Back in 2013 when Azalea was first asked about her penchant for making the kind of music she liked regardless of it being in the internationally recognizable tradition of African American music, she apologized for some offensive lyrics, but didn’t apologize for her style. She still won’t. When asked about it in a recent interview with Cosmopolitan magazine, she said “I’m still going to make the same type of music and still be ridiculous and larger than life,” she says. “So I can’t be that fucking sorry about it.”
Whatever you think of Azalea’s music, her willingness to stand up for her work in the face of accusations that she shouldn’t be making it, not because it isn’t good but because of who she is and what her group identity signifies, is admirable. These accusations that a person shouldn’t create art or engage in activities simply because it is perceived to not match their identity is anti-individualist and anathema to free expression.
Privilege theory isn’t wrong, but it’s a way of looking at things, not a solution. We can be aware of our relative standing with regard to group identities in society, but we shouldn’t use it to make any actionable determinations. Privilege theory, like critical race and gender theory, or a pair of rose coloured glasses, is a way to look at the world, a lens through which to consider systems and trends in culture, but it is not the way out.

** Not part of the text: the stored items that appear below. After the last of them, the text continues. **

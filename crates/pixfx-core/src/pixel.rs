//! The [`Color3`] pixel value type.
//!
//! Every kernel in pixfx works on three-channel color values. Alpha and
//! other auxiliary channels never enter the color math; they are handled
//! by the row driver as plain per-channel planes.
//!
//! # Example
//!
//! ```rust
//! use pixfx_core::Color3;
//!
//! let bg = Color3::new(0.2, 0.3, 0.4);
//! let key = Color3::gray(0.1);
//!
//! let diff = bg - key;
//! assert!((diff.b - 0.3).abs() < 1e-6);
//! assert_eq!(diff.max_channel(), diff.b);
//! ```

use std::fmt;
use std::ops::{Add, Index, Mul, Neg, Sub};

/// An RGB triple of `f32` samples.
///
/// Immutable value type: all operations return a new color.
#[derive(Debug, Clone, Copy, PartialEq, Default)]
#[repr(C)]
pub struct Color3 {
    /// Red channel
    pub r: f32,
    /// Green channel
    pub g: f32,
    /// Blue channel
    pub b: f32,
}

impl Color3 {
    /// All channels zero.
    pub const BLACK: Self = Self::gray(0.0);

    /// All channels one.
    pub const WHITE: Self = Self::gray(1.0);

    /// Creates a color from its three channels.
    #[inline]
    pub const fn new(r: f32, g: f32, b: f32) -> Self {
        Self { r, g, b }
    }

    /// Creates a neutral color with every channel set to `v`.
    #[inline]
    pub const fn gray(v: f32) -> Self {
        Self::new(v, v, v)
    }

    /// Returns the channels as `[r, g, b]`.
    #[inline]
    pub const fn to_array(self) -> [f32; 3] {
        [self.r, self.g, self.b]
    }

    /// Creates a color from `[r, g, b]`.
    #[inline]
    pub const fn from_array(arr: [f32; 3]) -> Self {
        Self::new(arr[0], arr[1], arr[2])
    }

    /// Applies `f` to each channel.
    #[inline]
    pub fn map<F: Fn(f32) -> f32>(self, f: F) -> Self {
        Self::new(f(self.r), f(self.g), f(self.b))
    }

    /// Combines two colors channel by channel.
    #[inline]
    pub fn zip_map<F: Fn(f32, f32) -> f32>(self, other: Self, f: F) -> Self {
        Self::new(f(self.r, other.r), f(self.g, other.g), f(self.b, other.b))
    }

    /// Largest of the three channels.
    ///
    /// Always returns one of the channel values; a NaN in green or blue
    /// is skipped because comparisons against NaN are false.
    #[inline]
    pub fn max_channel(self) -> f32 {
        let mut m = self.r;
        if self.g > m {
            m = self.g;
        }
        if self.b > m {
            m = self.b;
        }
        m
    }

    /// Smallest of the three channels.
    #[inline]
    pub fn min_channel(self) -> f32 {
        let mut m = self.r;
        if self.g < m {
            m = self.g;
        }
        if self.b < m {
            m = self.b;
        }
        m
    }

    /// Returns `true` if all channels are finite.
    #[inline]
    pub fn is_finite(self) -> bool {
        self.r.is_finite() && self.g.is_finite() && self.b.is_finite()
    }
}

impl From<[f32; 3]> for Color3 {
    #[inline]
    fn from(arr: [f32; 3]) -> Self {
        Self::from_array(arr)
    }
}

impl From<Color3> for [f32; 3] {
    #[inline]
    fn from(c: Color3) -> Self {
        c.to_array()
    }
}

impl Index<usize> for Color3 {
    type Output = f32;

    fn index(&self, index: usize) -> &f32 {
        match index {
            0 => &self.r,
            1 => &self.g,
            2 => &self.b,
            _ => panic!("Color3 index {index} out of range"),
        }
    }
}

impl Add for Color3 {
    type Output = Self;

    #[inline]
    fn add(self, rhs: Self) -> Self {
        self.zip_map(rhs, |a, b| a + b)
    }
}

impl Sub for Color3 {
    type Output = Self;

    #[inline]
    fn sub(self, rhs: Self) -> Self {
        self.zip_map(rhs, |a, b| a - b)
    }
}

impl Mul for Color3 {
    type Output = Self;

    #[inline]
    fn mul(self, rhs: Self) -> Self {
        self.zip_map(rhs, |a, b| a * b)
    }
}

impl Mul<f32> for Color3 {
    type Output = Self;

    #[inline]
    fn mul(self, rhs: f32) -> Self {
        self.map(|v| v * rhs)
    }
}

impl Neg for Color3 {
    type Output = Self;

    #[inline]
    fn neg(self) -> Self {
        self.map(|v| -v)
    }
}

impl fmt::Display for Color3 {
    fn fmt(&self, f: &mut fmt::Formatter<'_>) -> fmt::Result {
        write!(f, "({}, {}, {})", self.r, self.g, self.b)
    }
}
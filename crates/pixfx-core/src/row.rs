//! Planar scanline buffers and the [`RowSource`] trait.
//!
//! A [`Row`] holds one plane of `f32` samples per channel, covering the
//! columns `[x, r)`. Planes are allocated on first write; reading a
//! channel that was never written yields black, so kernels can treat
//! every requested channel as present.
//!
//! [`RowSource`] is the seam between the kernels and whatever owns the
//! pixels. The driver asks a source for the rows it needs, with
//! coordinates outside the image clamped to the nearest edge.

use crate::channel::{Channel, ChannelLayout, ChannelSet};
use crate::span::PixelSpan;

/// Per-channel sample planes for the columns `[x, r)` of one scanline.
#[derive(Debug, Clone, PartialEq)]
pub struct Row {
    x: i32,
    r: i32,
    planes: Vec<Option<Vec<f32>>>,
    black: Vec<f32>,
}

impl Row {
    /// Creates an empty row covering `[x, r)`.
    pub fn new(x: i32, r: i32) -> Self {
        let r = r.max(x);
        Self {
            x,
            r,
            planes: Vec::new(),
            black: vec![0.0; (r - x) as usize],
        }
    }

    /// Creates an empty row covering the columns of `span`.
    pub fn for_span(span: PixelSpan) -> Self {
        Self::new(span.x, span.r)
    }

    /// First column.
    #[inline]
    pub fn x(&self) -> i32 {
        self.x
    }

    /// End column (exclusive).
    #[inline]
    pub fn r(&self) -> i32 {
        self.r
    }

    /// Number of columns.
    #[inline]
    pub fn width(&self) -> usize {
        self.black.len()
    }

    /// Returns `true` if `ch` has been written.
    pub fn has(&self, ch: Channel) -> bool {
        matches!(self.planes.get(ch.index()), Some(Some(_)))
    }

    /// Channels that have been written.
    pub fn channels(&self) -> ChannelSet {
        self.planes
            .iter()
            .enumerate()
            .filter(|(_, p)| p.is_some())
            .filter_map(|(i, _)| Channel::new(i))
            .collect()
    }

    /// Samples of `ch`; black if the channel was never written.
    pub fn channel(&self, ch: Channel) -> &[f32] {
        match self.planes.get(ch.index()) {
            Some(Some(plane)) => plane,
            _ => &self.black,
        }
    }

    /// Samples of `ch` for columns `[x, r)`, which must lie inside the row.
    pub fn channel_span(&self, ch: Channel, x: i32, r: i32) -> &[f32] {
        let (a, b) = self.offsets(x, r);
        &self.channel(ch)[a..b]
    }

    /// Mutable samples of `ch`, allocated black on first access.
    pub fn writable(&mut self, ch: Channel) -> &mut [f32] {
        let idx = ch.index();
        if self.planes.len() <= idx {
            self.planes.resize(idx + 1, None);
        }
        let width = self.black.len();
        self.planes[idx].get_or_insert_with(|| vec![0.0; width])
    }

    /// Mutable samples of `ch` for columns `[x, r)` inside the row.
    pub fn writable_span(&mut self, ch: Channel, x: i32, r: i32) -> &mut [f32] {
        let (a, b) = self.offsets(x, r);
        &mut self.writable(ch)[a..b]
    }

    /// Copies channel `ch` from `src` over the columns both rows cover.
    pub fn copy_channel(&mut self, src: &Row, ch: Channel) {
        let x = self.x.max(src.x);
        let r = self.r.min(src.r);
        if x >= r {
            return;
        }
        let from = src.channel_span(ch, x, r);
        self.writable_span(ch, x, r).copy_from_slice(from);
    }

    /// Copies every channel of `channels` from `src`.
    pub fn copy_channels(&mut self, src: &Row, channels: ChannelSet) {
        for ch in channels.iter() {
            self.copy_channel(src, ch);
        }
    }

    /// Sets `ch` to black.
    pub fn erase(&mut self, ch: Channel) {
        self.writable(ch).fill(0.0);
    }

    fn offsets(&self, x: i32, r: i32) -> (usize, usize) {
        assert!(
            x >= self.x && r <= self.r && x <= r,
            "columns [{x}, {r}) outside row [{}, {})",
            self.x,
            self.r
        );
        ((x - self.x) as usize, (r - self.x) as usize)
    }
}

/// Anything that can hand out rows of pixels to a kernel.
///
/// Implementors must clamp out-of-range coordinates to the nearest edge
/// pixel so that padded requests always succeed.
pub trait RowSource: Send + Sync {
    /// Image width in pixels.
    fn width(&self) -> u32;

    /// Image height in pixels.
    fn height(&self) -> u32;

    /// Channel layout of the pixels.
    fn layout(&self) -> &ChannelLayout;

    /// Writes `channels` of scanline `y`, columns `[x, r)`, into `row`.
    ///
    /// `row` must cover `[x, r)`.
    fn fetch(&self, y: i32, x: i32, r: i32, channels: ChannelSet, row: &mut Row);

    /// Convenience wrapper that allocates the destination row.
    fn fetch_row(&self, y: i32, x: i32, r: i32, channels: ChannelSet) -> Row {
        let mut row = Row::new(x, r);
        self.fetch(y, x, r, channels, &mut row);
        row
    }
}
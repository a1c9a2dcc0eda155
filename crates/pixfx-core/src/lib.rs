//! # pixfx-core
//!
//! Core types for the pixfx pixel kernels.
//!
//! - [`Color3`] - RGB value type the kernels compute with
//! - [`luminance`], [`lerp`], [`clamp`] - shared color math
//! - [`Channel`], [`ChannelSet`], [`ChannelLayout`] - layered channel model
//! - [`PixelSpan`] - columns `[x, r)` of one scanline
//! - [`Row`], [`RowSource`], [`Frame`] - planar pixel buffers
//!
//! ## Crate Structure
//!
//! ```text
//! pixfx-core (this crate)
//!    ^
//!    |
//!    +-- pixfx-ops (kernels, row driver, registry)
//!    +-- pixfx-bench
//! ```
//!
//! ## Feature Flags
//!
//! - `serde` - Serialize/deserialize [`LuminanceMode`]

#![warn(missing_docs)]
#![warn(rustdoc::missing_crate_level_docs)]

pub mod channel;
pub mod color_math;
pub mod error;
pub mod frame;
pub mod pixel;
pub mod row;
pub mod span;

pub use channel::{Channel, ChannelLayout, ChannelSet, Layer, MAX_CHANNELS};
pub use color_math::{clamp, lerp, luminance, LuminanceMode, CCIR601_LUMA, REC709_LUMA};
pub use error::{Error, Result};
pub use frame::{Format, Frame};
pub use pixel::Color3;
pub use row::{Row, RowSource};
pub use span::PixelSpan;

/// Prelude module for convenient imports.
///
/// ```
/// use pixfx_core::prelude::*;
/// ```
pub mod prelude {
    pub use crate::channel::{Channel, ChannelLayout, ChannelSet};
    pub use crate::color_math::{clamp, lerp, luminance, LuminanceMode};
    pub use crate::error::{Error, Result};
    pub use crate::frame::{Format, Frame};
    pub use crate::pixel::Color3;
    pub use crate::row::{Row, RowSource};
    pub use crate::span::PixelSpan;
}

Confessing privilege may be all the rage, and it may make rich white people feel better about living within the bubble of their privilege to let the public know that they know how much they feel bad about it, but they may as well just type #blessed. The privilege confession is one without redemption, it’s an admission of guilt where there should be none. Instead of spilling your shame over things about yourself that you can’t control, be kind, accept people where they stand, and don’t judge individuals based on appearances, or perceptions of group identities.